EXTRACTED MATERIAL —
---
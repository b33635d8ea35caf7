// ABOUTME: Analysis pipeline: window resolution, aggregation, scoring, persistence
// ABOUTME: Empty windows short-circuit to an unpersisted zero-score result
//
// SPDX-License-Identifier: MIT OR Apache-2.0
// Copyright (c) 2025 Gutcheck

use chrono::{Duration, NaiveDate, Utc};
use serde::{Deserialize, Serialize};
use tracing::info;
use uuid::Uuid;

use crate::context::ServerResources;
use crate::errors::{AppError, AppResult};
use crate::intelligence::{analyze, compute_stats, Insight, Suggestion, Warning};

/// Source tag written for locally scored analyses; "external" is reserved in
/// the schema for a model-backed analysis path
const SOURCE_LOCAL: &str = "local";

/// Kind of analysis window
#[derive(Debug, Clone, Copy, PartialEq, Eq, Serialize, Deserialize)]
#[serde(rename_all = "lowercase")]
pub enum PeriodKind {
    /// Last 7 days
    Weekly,
    /// Last 30 days
    Monthly,
    /// Explicit date range
    Custom,
}

impl PeriodKind {
    /// String representation used in persistence and API payloads
    #[must_use]
    pub const fn as_str(&self) -> &'static str {
        match self {
            Self::Weekly => "weekly",
            Self::Monthly => "monthly",
            Self::Custom => "custom",
        }
    }
}

/// Response of one analysis run
#[derive(Debug, Clone, Serialize, Deserialize)]
pub struct AnalysisOutcome {
    /// ID of the persisted record; None when nothing was persisted
    pub analysis_id: Option<String>,
    /// Health score (0-100)
    pub score: u8,
    pub insights: Vec<Insight>,
    pub suggestions: Vec<Suggestion>,
    pub warnings: Vec<Warning>,
    /// Where the result came from: "local" or "none"
    pub source: String,
}

fn parse_date(field: &str, value: &str) -> AppResult<NaiveDate> {
    value
        .parse::<NaiveDate>()
        .map_err(|_| AppError::invalid_input(format!("Invalid {field} '{value}', expected YYYY-MM-DD")))
}

/// Resolve the analysis window before touching any data
///
/// Weekly and monthly windows end today and reach back 7 or 30 days; either
/// bound can be overridden. Custom windows require both dates.
fn resolve_window(
    kind: PeriodKind,
    start_date: Option<&str>,
    end_date: Option<&str>,
) -> AppResult<(NaiveDate, NaiveDate)> {
    let today = Utc::now().date_naive();

    let default_span = match kind {
        PeriodKind::Weekly => Some(Duration::days(7)),
        PeriodKind::Monthly => Some(Duration::days(30)),
        PeriodKind::Custom => None,
    };

    let start = match (start_date, default_span) {
        (Some(value), _) => parse_date("start_date", value)?,
        (None, Some(span)) => today - span,
        (None, None) => {
            return Err(AppError::invalid_input(
                "Custom analysis requires start_date and end_date",
            ))
        }
    };

    let end = match (end_date, default_span) {
        (Some(value), _) => parse_date("end_date", value)?,
        (None, Some(_)) => today,
        (None, None) => {
            return Err(AppError::invalid_input(
                "Custom analysis requires start_date and end_date",
            ))
        }
    };

    if end < start {
        return Err(AppError::invalid_input("end_date is before start_date"));
    }

    Ok((start, end))
}

/// Run one analysis: resolve window, fetch, aggregate, score, persist
///
/// An empty window produces a zero-score result with a single `no_data`
/// warning and persists nothing.
///
/// # Errors
///
/// Returns an invalid-input error for malformed windows, or a database error
/// if fetching or persisting fails.
pub async fn run_analysis(
    resources: &ServerResources,
    user_id: Uuid,
    kind: PeriodKind,
    start_date: Option<&str>,
    end_date: Option<&str>,
) -> AppResult<AnalysisOutcome> {
    let (start, end) = resolve_window(kind, start_date, end_date)?;

    let entries = resources.entries.list_entries(user_id, start, end).await?;

    if entries.is_empty() {
        return Ok(AnalysisOutcome {
            analysis_id: None,
            score: 0,
            insights: Vec::new(),
            suggestions: Vec::new(),
            warnings: vec![Warning {
                kind: "no_data".into(),
                message: "No data in the selected period; record some entries first".into(),
            }],
            source: "none".into(),
        });
    }

    let snapshot = compute_stats(&entries, start, end);
    let result = analyze(&snapshot);

    let record = resources
        .analysis
        .insert(user_id, kind.as_str(), start, end, &result, SOURCE_LOCAL)
        .await?;

    info!(
        user_id = %user_id,
        period = kind.as_str(),
        score = result.score,
        entries = entries.len(),
        "Analysis completed"
    );

    Ok(AnalysisOutcome {
        analysis_id: Some(record.id),
        score: result.score,
        insights: result.insights,
        suggestions: result.suggestions,
        warnings: result.warnings,
        source: SOURCE_LOCAL.into(),
    })
}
---
PROBLEM DETAILS — Please be sure to repeat every entry exactly.

RESPONSE BELOW —
repository b33635d8ea35caf7
// ABOUTME: Analysis pipeline: window resolution, aggregation, scoring, persistence
// ABOUTME: Empty windows short-circuit to an unpersisted zero-score result
//
// SPDX-License-Identifier: MIT OR Apache-2.0
// Copyright (c) 2025 Gutcheck

use chrono::{Duration, NaiveDate, Utc};
use serde::{Deserialize, Serialize};
use tracing::info;
use uuid::Uuid;

use crate::context::ServerResources;
use crate::errors::{AppError, AppResult};
use crate::intelligence::{analyze, compute_stats, Insight, Suggestion, Warning};

/// Source tag written for locally scored analyses; "external" is reserved in
/// the schema for a model-backed analysis path
const SOURCE_LOCAL: &str = "local";

/// Kind of analysis window
#[derive(Debug, Clone, Copy, PartialEq, Eq, Serialize, Deserialize)]
#[serde(rename_all = "lowercase")]
pub enum PeriodKind {
    /// Last 7 days
    Weekly,
    /// Last 30 days
    Monthly,
    /// Explicit date range
    Custom,
}

impl PeriodKind {
    /// String representation used in persistence and API payloads
    #[must_use]
    pub const fn as_str(&self) -> &'static str {
        match self {
            Self::Weekly => "weekly",
            Self::Monthly => "monthly",
            Self::Custom => "custom",
        }
    }
}

/// Response of one analysis run
#[derive(Debug, Clone, Serialize, Deserialize)]
pub struct AnalysisOutcome {
    /// ID of the persisted record; None when nothing was persisted
    pub analysis_id: Option<String>,
    /// Health score (0-100)
    pub score: u8,
    pub insights: Vec<Insight>,
    pub suggestions: Vec<Suggestion>,
    pub warnings: Vec<Warning>,
    /// Where the result came from: "local" or "none"
    pub source: String,
}

fn parse_date(field: &str, value: &str) -> AppResult<NaiveDate> {
    value
        .parse::<NaiveDate>()
        .map_err(|_| AppError::invalid_input(format!("Invalid {field} '{value}', expected YYYY-MM-DD")))
}

/// Resolve the analysis window before touching any data
///
/// Weekly and monthly windows end today and reach back 7 or 30 days; either
/// bound can be overridden. Custom windows require both dates.
fn resolve_window(
    kind: PeriodKind,
    start_date: Option<&str>,
    end_date: Option<&str>,
) -> AppResult<(NaiveDate, NaiveDate)> {
    let today = Utc::now().date_naive();

    let default_span = match kind {
        PeriodKind::Weekly => Some(Duration::days(7)),
        PeriodKind::Monthly => Some(Duration::days(30)),
        PeriodKind::Custom => None,
    };

    let start = match (start_date, default_span) {
        (Some(value), _) => parse_date("start_date", value)?,
        (None, Some(span)) => today - span,
        (None, None) => {
            return Err(AppError::invalid_input(
                "Custom analysis requires start_date and end_date",
            ))
        }
    };

    let end = match (end_date, default_span) {
        (Some(value), _) => parse_date("end_date", value)?,
        (None, Some(_)) => today,
        (None, None) => {
            return Err(AppError::invalid_input(
                "Custom analysis requires start_date and end_date",
            ))
        }
    };

    if end < start {
        return Err(AppError::invalid_input("end_date is before start_date"));
    }

    Ok((start, end))
}

/// Run one analysis: resolve window, fetch, aggregate, score, persist
///
/// An empty window produces a zero-score result with a single `no_data`
/// warning and persists nothing.
///
/// # Errors
///
/// Returns an invalid-input error for malformed windows, or a database error
/// if fetching or persisting fails.
pub async fn run_analysis(
    resources: &ServerResources,
    user_id: Uuid,
    kind: PeriodKind,
    start_date: Option<&str>,
    end_date: Option<&str>,
) -> AppResult<AnalysisOutcome> {
    let (start, end) = resolve_window(kind, start_date, end_date)?;

    let entries = resources.entries.list_entries(user_id, start, end).await?;

    if entries.is_empty() {
        return Ok(AnalysisOutcome {
            analysis_id: None,
            score: 0,
            insights: Vec::new(),
            suggestions: Vec::new(),
            warnings: vec![Warning {
                kind: "no_data".into(),
                message: "No data in the selected period; record some entries first".into(),
            }],
            source: "none".into(),
        });
    }

    let snapshot = compute_stats(&entries, start, end);
    let result = analyze(&snapshot);

    let record = resources
        .analysis
        .insert(user_id, kind.as_str(), start, end, &result, SOURCE_LOCAL)
        .await?;

    info!(
        user_id = %user_id,
        period = kind.as_str(),
        score = result.score,
        entries = entries.len(),
        "Analysis completed"
    );

    Ok(AnalysisOutcome {
        analysis_id: Some(record.id),
        score: result.score,
        insights: result.insights,
        suggestions: result.suggestions,
        warnings: result.warnings,
        source: SOURCE_LOCAL.into(),
    })
}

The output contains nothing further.